> [ASSIGNED TASK]: The answer must consist of each line below that contains the word "WireThread", copied in full.

:: PROVIDED MATERIAL ::

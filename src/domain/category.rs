use clap::ValueEnum;
use serde::{Deserialize, Serialize};
use std::fmt;

/// Severity of a log entry, ordered from most to least severe.
///
/// The discriminants are the integers used on the wire (`cat`), so
/// `Emergency < Alert < ... < Trace` holds both for the enum and the number.
#[derive(
    Debug, Clone, Copy, PartialEq, Eq, PartialOrd, Ord, Hash, Default, ValueEnum, Serialize, Deserialize,
)]
#[serde(rename_all = "lowercase")]
#[repr(i32)]
pub enum LogCategory {
    Emergency = 0,
    Alert = 1,
    Critical = 2,
    Error = 3,
    Warning = 4,
    Notice = 5,
    #[default]
    Info = 6,
    Debug = 7,
    Trace = 8,
}

impl LogCategory {
    pub const ALL: [LogCategory; 9] = [
        LogCategory::Emergency,
        LogCategory::Alert,
        LogCategory::Critical,
        LogCategory::Error,
        LogCategory::Warning,
        LogCategory::Notice,
        LogCategory::Info,
        LogCategory::Debug,
        LogCategory::Trace,
    ];

    pub fn as_i32(self) -> i32 {
        self as i32
    }

    pub fn from_i32(value: i32) -> Option<Self> {
        Self::ALL.into_iter().find(|c| c.as_i32() == value)
    }

    /// `true` when `self` is as severe as `threshold` or more.
    pub fn is_within(self, threshold: LogCategory) -> bool {
        self <= threshold
    }

    pub fn as_str(self) -> &'static str {
        match self {
            LogCategory::Emergency => "EMERGENCY",
            LogCategory::Alert => "ALERT",
            LogCategory::Critical => "CRITICAL",
            LogCategory::Error => "ERROR",
            LogCategory::Warning => "WARNING",
            LogCategory::Notice => "NOTICE",
            LogCategory::Info => "INFO",
            LogCategory::Debug => "DEBUG",
            LogCategory::Trace => "TRACE",
        }
    }
}

impl fmt::Display for LogCategory {
    fn fmt(&self, f: &mut fmt::Formatter<'_>) -> fmt::Result {
        f.write_str(self.as_str())
    }
}

/// Sort priority of a log entry. `None` is the lowest and the default.
#[derive(
    Debug, Clone, Copy, PartialEq, Eq, PartialOrd, Ord, Hash, Default, ValueEnum, Serialize, Deserialize,
)]
#[serde(rename_all = "lowercase")]
#[repr(i32)]
pub enum LogPriority {
    #[default]
    None = 0,
    Low = 1,
    Medium = 2,
    High = 3,
    VeryHigh = 4,
}

impl LogPriority {
    pub const ALL: [LogPriority; 5] = [
        LogPriority::None,
        LogPriority::Low,
        LogPriority::Medium,
        LogPriority::High,
        LogPriority::VeryHigh,
    ];

    pub fn as_i32(self) -> i32 {
        self as i32
    }

    pub fn from_i32(value: i32) -> Option<Self> {
        Self::ALL.into_iter().find(|p| p.as_i32() == value)
    }

    pub fn as_str(self) -> &'static str {
        match self {
            LogPriority::None => "NONE",
            LogPriority::Low => "LOW",
            LogPriority::Medium => "MEDIUM",
            LogPriority::High => "HIGH",
            LogPriority::VeryHigh => "VERY_HIGH",
        }
    }
}

impl fmt::Display for LogPriority {
    fn fmt(&self, f: &mut fmt::Formatter<'_>) -> fmt::Result {
        f.write_str(self.as_str())
    }
}
//! HTTP bridge: relays entries between processes as JSON.
//!
//! [`HttpSender`] is a [`Delivery`](crate::logger::Delivery) that POSTs each
//! entry to every registered [`RemoteEndpoint`]. [`BridgeReceiver`] listens
//! for those POSTs and republishes the rebuilt entries to local subscribers.

pub mod endpoint;
pub mod error;
pub mod message;
pub mod receiver;
pub mod sender;
pub mod subscribers;

pub use endpoint::{DEFAULT_PORT, RemoteEndpoint};
pub use error::BridgeError;
pub use message::BridgeMessage;
pub use receiver::{BridgeReceiver, MAX_BODY_BYTES, ReceiverConfig, ReceiverStatus, router};
pub use sender::{HttpSender, SenderConfig};
pub use subscribers::{SubscriberSet, SubscriptionId};
use crate::domain::{LogCategory, LogEntry, LogPriority, ThreadContext, UserContext};
use chrono::{DateTime, FixedOffset};
use serde::{Deserialize, Serialize};
use serde_json::Value;
use uuid::Uuid;

/// JSON body exchanged between `HttpSender` and `BridgeReceiver`.
///
/// Every field is optional: absent fields are skipped on output and
/// tolerated on input.
#[derive(Debug, Clone, Default, PartialEq, Serialize, Deserialize)]
pub struct BridgeMessage {
    #[serde(default, skip_serializing_if = "Option::is_none")]
    pub id: Option<String>,
    #[serde(default, skip_serializing_if = "Option::is_none")]
    pub cat: Option<i64>,
    #[serde(default, skip_serializing_if = "Option::is_none")]
    pub msg: Option<Value>,
    #[serde(default, skip_serializing_if = "Option::is_none")]
    pub prio: Option<i64>,
    #[serde(default, skip_serializing_if = "Option::is_none")]
    pub tag: Option<String>,
    #[serde(default, skip_serializing_if = "Option::is_none")]
    pub thread: Option<WireThread>,
    #[serde(default, skip_serializing_if = "Option::is_none")]
    pub time: Option<String>,
}

#[derive(Debug, Clone, Default, PartialEq, Serialize, Deserialize)]
pub struct WireThread {
    #[serde(default, skip_serializing_if = "Option::is_none")]
    pub id: Option<String>,
    #[serde(default, skip_serializing_if = "Option::is_none")]
    pub user: Option<WireUser>,
}

#[derive(Debug, Clone, Default, PartialEq, Serialize, Deserialize)]
pub struct WireUser {
    #[serde(default, skip_serializing_if = "Option::is_none")]
    pub name: Option<String>,
}

impl BridgeMessage {
    /// Outgoing form of `entry` under a freshly assigned message id.
    pub fn from_entry(entry: &LogEntry, id: Uuid, thread: Option<&ThreadContext>) -> Self {
        Self {
            id: Some(id.simple().to_string()),
            cat: Some(entry.category().as_i32().into()),
            msg: entry.message().cloned(),
            prio: Some(entry.priority().as_i32().into()),
            tag: entry.tag().map(str::to_string),
            thread: thread.map(WireThread::from),
            time: Some(entry.timestamp().to_rfc3339()),
        }
    }

    /// Rebuilds an entry, filling gaps with defaults.
    ///
    /// A missing or malformed id gets a fresh one, a missing or malformed
    /// timestamp becomes `received_at`, unknown category or priority values
    /// map to the defaults.
    pub fn into_entry(self, received_at: DateTime<FixedOffset>) -> LogEntry {
        let id = self
            .id
            .as_deref()
            .and_then(|raw| Uuid::parse_str(raw.trim()).ok())
            .unwrap_or_else(Uuid::new_v4);

        let timestamp = self
            .time
            .as_deref()
            .and_then(|raw| DateTime::parse_from_rfc3339(raw.trim()).ok())
            .unwrap_or(received_at);

        let category = self
            .cat
            .and_then(|v| i32::try_from(v).ok())
            .and_then(LogCategory::from_i32)
            .unwrap_or_default();
        let priority = self
            .prio
            .and_then(|v| i32::try_from(v).ok())
            .and_then(LogPriority::from_i32)
            .unwrap_or_default();

        LogEntry::restored(
            id,
            self.msg,
            category,
            priority,
            self.tag.as_deref(),
            timestamp,
            self.thread.map(ThreadContext::from),
        )
    }
}

impl From<&ThreadContext> for WireThread {
    fn from(ctx: &ThreadContext) -> Self {
        Self {
            id: ctx.id.clone(),
            user: ctx.user.as_ref().map(|u| WireUser {
                name: u.name.clone(),
            }),
        }
    }
}

impl From<WireThread> for ThreadContext {
    fn from(wire: WireThread) -> Self {
        Self {
            id: wire.id,
            user: wire.user.map(|u| UserContext { name: u.name }),
        }
    }
}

:::

> [TASK SOLUTION]:
    pub thread: Option<WireThread>,
pub struct WireThread {
            thread: thread.map(WireThread::from),
impl From<&ThreadContext> for WireThread {
impl From<WireThread> for ThreadContext {
    fn from(wire: WireThread) -> Self {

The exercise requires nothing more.